The elotero said he’s grateful to be part of the mural and since it was unveiled June 24, more people have stopped by to support him. The Milwaukee Avenue Alliance started a GoFundMe for Hernandez during the pandemic and gifted him with $1400 a few months ago. But now, Hernandez needs more money to pay for a cavity filling that will cost him about $125 — money he said he doesn’t have right now. 

“The community has really helped me because with these ugly times, I’m not selling a lot. People have given me money and food but now I have no more money —  I used it [for rent and utility bills],” he said in Spanish.

He said street vendors can help boost the local economy and in turn support other businesses but only if residents do their part and remember to support them. “Everyone needs to do their part in the community to keep moving financially,” he said. “Every person has to help. Doing it alone won’t work but with everyone, yes.”

John Rennie Short, a professor in the School of Public Policy at the University of Maryland, Baltimore County, views street vending as a great way for cities to restart after COVID-19 shutdowns. In a republished guest post on Streetsblog USA, Short advocated for why street vendors belong out on the streets. 

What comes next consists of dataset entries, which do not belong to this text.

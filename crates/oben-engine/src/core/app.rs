use crate::device::{Gpu, GpuError};
use crate::input::InputEvent;

use super::ctx::FrameCtx;

/// Control directive returned by app callbacks.
#[derive(Debug, Copy, Clone, Eq, PartialEq)]
pub enum AppControl {
    Continue,
    Exit,
}

/// Application contract driven by [`Runtime`](crate::window::Runtime).
pub trait App {
    /// Called once the GPU for the window is up. An error ends the session.
    fn on_device_ready(&mut self, gpu: &Gpu<'_>) -> anyhow::Result<()>;

    /// Called when the GPU could not be brought up. The runtime exits afterwards.
    fn on_device_unavailable(&mut self, error: &GpuError) {
        log::warn!("no GPU device, nothing will be drawn: {error}");
    }

    /// Called for every input event the accumulator does not suppress.
    fn on_input(&mut self, event: &InputEvent) -> AppControl {
        let _ = event;
        AppControl::Continue
    }

    /// Called once per rendered frame.
    fn on_frame(&mut self, ctx: &mut FrameCtx<'_, '_>) -> AppControl;
}
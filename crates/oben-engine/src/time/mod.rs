//! Time subsystem.
//!
//! One `FrameClock` per render loop; call `tick()` once per frame to obtain
//! the elapsed and total time fed to the frame uniforms.

mod frame_clock;

pub use frame_clock::{FrameClock, FrameTime};
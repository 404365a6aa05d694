//! Logging utilities.
//!
//! Centralizes logger initialization. Library code only uses the `log` facade.

mod init;

pub use init::{init_logging, LoggingConfig};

“[Street vending] enlivens urban public spaces and increases public safety by making streets vibrant and welcoming,” Short wrote. “Promoting street vending can generate employment, keep people safe and create the vitality and comity that is the hallmark of livable humane cities.”

Short argues that street vending allows for easier social distance than shopping malls and indoor dining areas and are already in line with cities reconfiguring and reimagining public spaces through steps such as widening sidewalks, creating Slow Streets and cafe-only streets.

Local youth justice organization Increase the Peace is providing $500 grants to street vendors during the pandemic and is asking the public to donate to the cause. Hernandez applied for the second wave of grants, which should be delivered sometime in August, per the Increase the Peace’s Facebook page. Vendors can apply for the grant here

“Street vendors have been some of the people most impacted by this pandemic. Most of them did not receive a stimulus check, don’t qualify for business relief, and have lost most of their revenue with the Stay at Home Order,” the organization wrote. “It’s more important than ever that we support the essential workers that are the cornerstone of our neighborhoods’ cultural heritage.”